Santiago (o “Santiasco” como es apodada por aquellos provincianos y capitalinos que profesan una aversión bastante necia a la capital) cambia y quienes lo habitamos poco pito tenemos que tocar al respecto. Eso es así hoy y, desde luego, en medio de los años 90, período que mayormente aborda este libro de lectura adictiva y que abre la puerta a infinitas reflexiones, sobre una urbe que, por momentos, es presa de los adelantos. Un  ejemplo de esa lucha infructuosa son esos bochincheros grupos de resistencia que surgen para impedir la construcción de alguna obra mayor. Están llenos de color y entusiasmo con sus pitos, sus tiernas consignas pintadas con plumón, sus exaltados gritos de protesta en clave de kermesse. Pasó así con la Plaza Las Lilas o el túnel que perforó el San Cristóbal, testimonio con una enorme boca negra de la derrota de los vecinos del barrio Pedro de Valdivia Norte. Batallaron hasta el último pitido, pero sucumbieron ante el monstruo de túneles y autopistas que, además de entregar soluciones de movilización a una ciudad que no aguanta un auto más, provee esa falsa sensación de progreso que tal vez alivia a algunos, y de seguro engrosa las cuentas corrientes de otros, unos pocos.

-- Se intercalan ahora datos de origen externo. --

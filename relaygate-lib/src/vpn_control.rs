//! Wraps the `vpncmd` control CLI for a single named account ("vpngate").
//!
//! `vpncmd` always exits 0, success or failure, so every invocation is
//! classified by scanning stdout for a success marker and, where relevant,
//! a `KEY | VALUE` line. See [`marker_present`] and [`extract_key`] -- kept
//! as two separate functions so each can be unit tested against synthetic
//! transcripts without spawning a process.

use thiserror::Error;

use std::thread;
use std::time::{Duration, Instant};

use crate::process::{self, Output};

const ACCOUNT: &str = "vpngate";
const SUCCESS_MARKER: &str = "The command completed successfully.";
/// The `Session Status` value once the tunnel is fully up.
pub const ESTABLISHED_VALUE: &str = "Connection Completed (Session Established)";
/// How much of the tail of stdout we scan for the marker, matching the
/// shape (if not the letter) of the distilled source's tail-of-output check.
const MARKER_TAIL_LINES: usize = 3;

#[derive(Debug, Error)]
pub enum Error {
    #[error(transparent)]
    Process(#[from] process::Error),
}

pub struct VpnControl {
    binary: String,
}

impl Default for VpnControl {
    fn default() -> Self {
        VpnControl {
            binary: "vpncmd".to_string(),
        }
    }
}

impl VpnControl {
    pub fn new(binary: impl Into<String>) -> Self {
        VpnControl { binary: binary.into() }
    }

    fn run(&self, args: &[&str]) -> Result<Output, Error> {
        let mut argv = vec![self.binary.as_str(), "localhost", "/client", "/cmd"];
        argv.extend_from_slice(args);
        Ok(process::run(&argv)?)
    }

    pub fn set(&self, host: &str) -> Result<bool, Error> {
        let server_arg = format!("/server:{host}");
        let out = self.run(&["accountset", ACCOUNT, &server_arg, "/hub:vpngate"])?;
        Ok(marker_present(&out.stdout))
    }

    pub fn connect(&self) -> Result<bool, Error> {
        let out = self.run(&["accountconnect", ACCOUNT])?;
        Ok(marker_present(&out.stdout))
    }

    pub fn disconnect(&self) -> Result<bool, Error> {
        let out = self.run(&["accountdisconnect", ACCOUNT])?;
        Ok(marker_present(&out.stdout))
    }

    /// Returns `(valid, value, raw_stdout)` for the given status key.
    pub fn status(&self, key: &str) -> Result<(bool, Option<String>, String), Error> {
        let out = self.run(&["accountstatusget", ACCOUNT])?;
        if !marker_present(&out.stdout) {
            return Ok((false, None, out.stdout));
        }
        match extract_key(&out.stdout, key) {
            Some(value) => Ok((true, Some(value), out.stdout)),
            None => Ok((false, None, out.stdout)),
        }
    }

    /// Poll `status("Session Status")` at `interval` until `predicate` holds
    /// on the returned value, or `timeout` elapses (never, if `None`).
    pub fn wait_until(
        &self,
        predicate: impl Fn(bool, Option<&str>) -> bool,
        timeout: Option<Duration>,
        interval: Duration,
    ) -> Result<bool, Error> {
        let start = Instant::now();
        loop {
            let (valid, value, _) = self.status("Session Status")?;
            if predicate(valid, value.as_deref()) {
                return Ok(true);
            }
            if let Some(timeout) = timeout {
                if start.elapsed() >= timeout {
                    return Ok(false);
                }
            }
            thread::sleep(interval);
        }
    }
}

/// `true` iff the success marker appears anywhere in the tail of `stdout`.
fn marker_present(stdout: &str) -> bool {
    let lines: Vec<&str> = stdout.lines().collect();
    let tail_start = lines.len().saturating_sub(MARKER_TAIL_LINES);
    lines[tail_start..].iter().any(|line| line.contains(SUCCESS_MARKER))
}

/// Finds a `key | value` line (key possibly padded with whitespace) and
/// returns the trimmed value.
fn extract_key(stdout: &str, key: &str) -> Option<String> {
    for line in stdout.lines() {
        let trimmed = line.trim_start();
        let Some(rest) = trimmed.strip_prefix(key) else {
            continue;
        };
        let rest = rest.trim_start();
        if let Some(value) = rest.strip_prefix('|') {
            return Some(value.trim().to_string());
        }
    }
    None
}

/// Parses the `Outgoing Data Size`/`Incoming Data Size` fields out of a raw
/// `accountstatusget` transcript, returning `(outgoing_bytes, incoming_bytes)`.
pub fn extract_throughput(raw: &str) -> Option<(u64, u64)> {
    let out = extract_key(raw, "Outgoing Data Size")?;
    let inc = extract_key(raw, "Incoming Data Size")?;
    let out_bytes = parse_byte_count(&out)?;
    let in_bytes = parse_byte_count(&inc)?;
    Some((out_bytes, in_bytes))
}

fn parse_byte_count(s: &str) -> Option<u64> {
    let digits: String = s.chars().filter(|c| c.is_ascii_digit()).collect();
    if digits.is_empty() {
        return None;
    }
    digits.parse().ok()
}

#[cfg(test)]
mod tests {
    use super::*;

    fn transcript(marker: bool, extra: &str) -> String {
        let mut s = String::new();
        s.push_str("Command Name  |AccountStatusGet\n");
        s.push_str(extra);
        if marker {
            s.push_str("The command completed successfully.\n");
        } else {
            s.push_str("Error occurred. (error code: 1)\n");
        }
        s
    }

    #[test]
    fn marker_present_detects_success_in_tail() {
        let stdout = transcript(true, "Session Status        |Connection Completed (Session Established)\n");
        assert!(marker_present(&stdout));
    }

    #[test]
    fn marker_present_is_false_without_marker() {
        let stdout = transcript(false, "Session Status        |Connecting\n");
        assert!(!marker_present(&stdout));
    }

    #[test]
    fn extract_key_finds_matching_line() {
        let stdout = transcript(true, "Session Status        |Connection Completed (Session Established)\n");
        assert_eq!(
            extract_key(&stdout, "Session Status").as_deref(),
            Some("Connection Completed (Session Established)")
        );
    }

    #[test]
    fn extract_key_returns_none_when_absent() {
        let stdout = transcript(true, "Other Field           |value\n");
        assert_eq!(extract_key(&stdout, "Session Status"), None);
    }

    #[test]
    fn extract_throughput_parses_comma_grouped_byte_counts() {
        let stdout = transcript(
            true,
            "Outgoing Data Size     |1,234,567 bytes\nIncoming Data Size     |89,012 bytes\n",
        );
        assert_eq!(extract_throughput(&stdout), Some((1_234_567, 89_012)));
    }
}
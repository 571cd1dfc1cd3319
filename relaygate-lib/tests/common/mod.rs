use base64::Engine;

/// Builds a synthetic `vpncmd` success transcript with one `key | value`
/// line, mirroring the real CLI's tabular output.
pub fn vpncmd_transcript(key: &str, value: &str) -> String {
    format!("Command Name  |AccountStatusGet\n{key}        |{value}\nThe command completed successfully.\n")
}

/// Builds a synthetic VPNGate directory CSV body: two header rows, the
/// given data rows, and the terminal sentinel row.
pub fn directory_csv(rows: &[String]) -> String {
    let mut body = String::from("header1\nheader2\n");
    for row in rows {
        body.push_str(row);
        body.push('\n');
    }
    body.push_str("*\n");
    body
}

/// One CSV data row with a base64-encoded OpenVPN config carrying the given
/// protocol and `remote` directive.
pub fn directory_row(hostname: &str, ip: &str, score: i64, country: &str, proto: &str, remote: &str) -> String {
    let config = format!("proto {proto}\nremote {remote}\n");
    let config_b64 = base64::engine::general_purpose::STANDARD.encode(config);
    format!("{hostname},{ip},{score},12,100000,Japan,{country},3,999,1,1,none,OP,msg,{config_b64}")
}
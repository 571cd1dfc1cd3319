use thiserror::Error;

/// Raised by any host-mutation step once the NAT rule is installed.
///
/// A single sentinel type so the supervisor has one catch point: everything
/// reaching it means "something we already mutated on the host needs a full
/// cleanup pass", regardless of which component raised it.
#[derive(Debug, Error)]
#[error("fatal host-mutation error: {0}")]
pub struct Fatal(pub String);

impl Fatal {
    pub fn new(msg: impl Into<String>) -> Self {
        Fatal(msg.into())
    }
}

“La ciudad es un escenario de naturaleza inestable. Enclave de variadas ausencias que en algún momento se hacen presentes con la asiduidad de cualquier viento local, donde las fronteras entre lo que se retiene y olvida aparecen borrosas, como a ciertas horas del día y la noche” apunta Roberto Merino, impresiones destiladas de caminar las mismas calles durante años, sin la amargura o los lamentos sordos de aquellos que periódicamente se lamentan por una ciudad que se estaría perdiendo. Disfrute transeúnte y puntillosa investigación son una mezcla armónica que abunda en este libro, que se reimprime en un momento en que ya no existe la Avenida 11 de septiembre, el expendio de completos conocido como Dominó se multiplicó como franquicia, la esquina de Apoquindo con Alcántara se ha vuelto sombría por las moles de acero, cemento y vidrio que ahí surgieron, los mimos escasean –para alivio de muchos- en las calles santiaguinas, la breve calle Irene Morales ha cambiado en más de una ocasión su giro, buscando siempre erradicar el que sea un oasis del delito, Matucana se ha diversificado, los locales de bobinas y motores de arranque conviven ahora con recintos venerables como Matucana 100 y la Biblioteca de Santiago, el Museo Nacional de Historia Natural ya no es polvoriento y lúgubre y hoy es el primero de Chile, el río Mapocho ahora corre en muchos lugares sobre un cauce de adoquines y cemento que sueña con ser ciclovía, pero que es una morada pesadillesca de familias indigentes, la calle Matías Cousiño es un estacionamiento de motos, la Plaza de Armas era un centro urbano incaico, ya no está el Rincón de los Canallas en San Diego, ni la sede de Unión Española en Carmen, la Avenida Irárrazaval ha dejado de ser “entretenida y múltiple” para sucumbir al tedio monótono de las compraventas de autos que hoy la copan, la Plaza Egaña está cerca de morir con el mall que se instalará frente a ella, la calle Girardi está opacada en el hoy ondero barrio Italia, el Hipódromo Chile dejó de ser un edificio triste –inversión mediante-, y el industrioso –pero irresoluto- Joaquín Lavín clausuró los prostíbulos de San Camilo.

Cambios vienen y seguirán llegando, pero la gran cualidad del libro de Roberto Merino es que esta ciudad puede ser arrasada y levantada nuevamente desde las ruinas, y las crónicas que componen el volumen no pierden un centímetro de gentileza, pues son historias bien contadas, con la memoria, la historia (la que es de todos y la personal) y la literatura como piedras angulares. Merino despliega un mapa santiaguino desprovisto de todo turismo, con lo sentimental por toda brújula, sin caer en lamentaciones bizantinas por lo que se fue ni tampoco en esa sospechosa movilización pública de redes sociales para salvar tugurios en peligro que, de la noche a la mañana, se ponen de moda.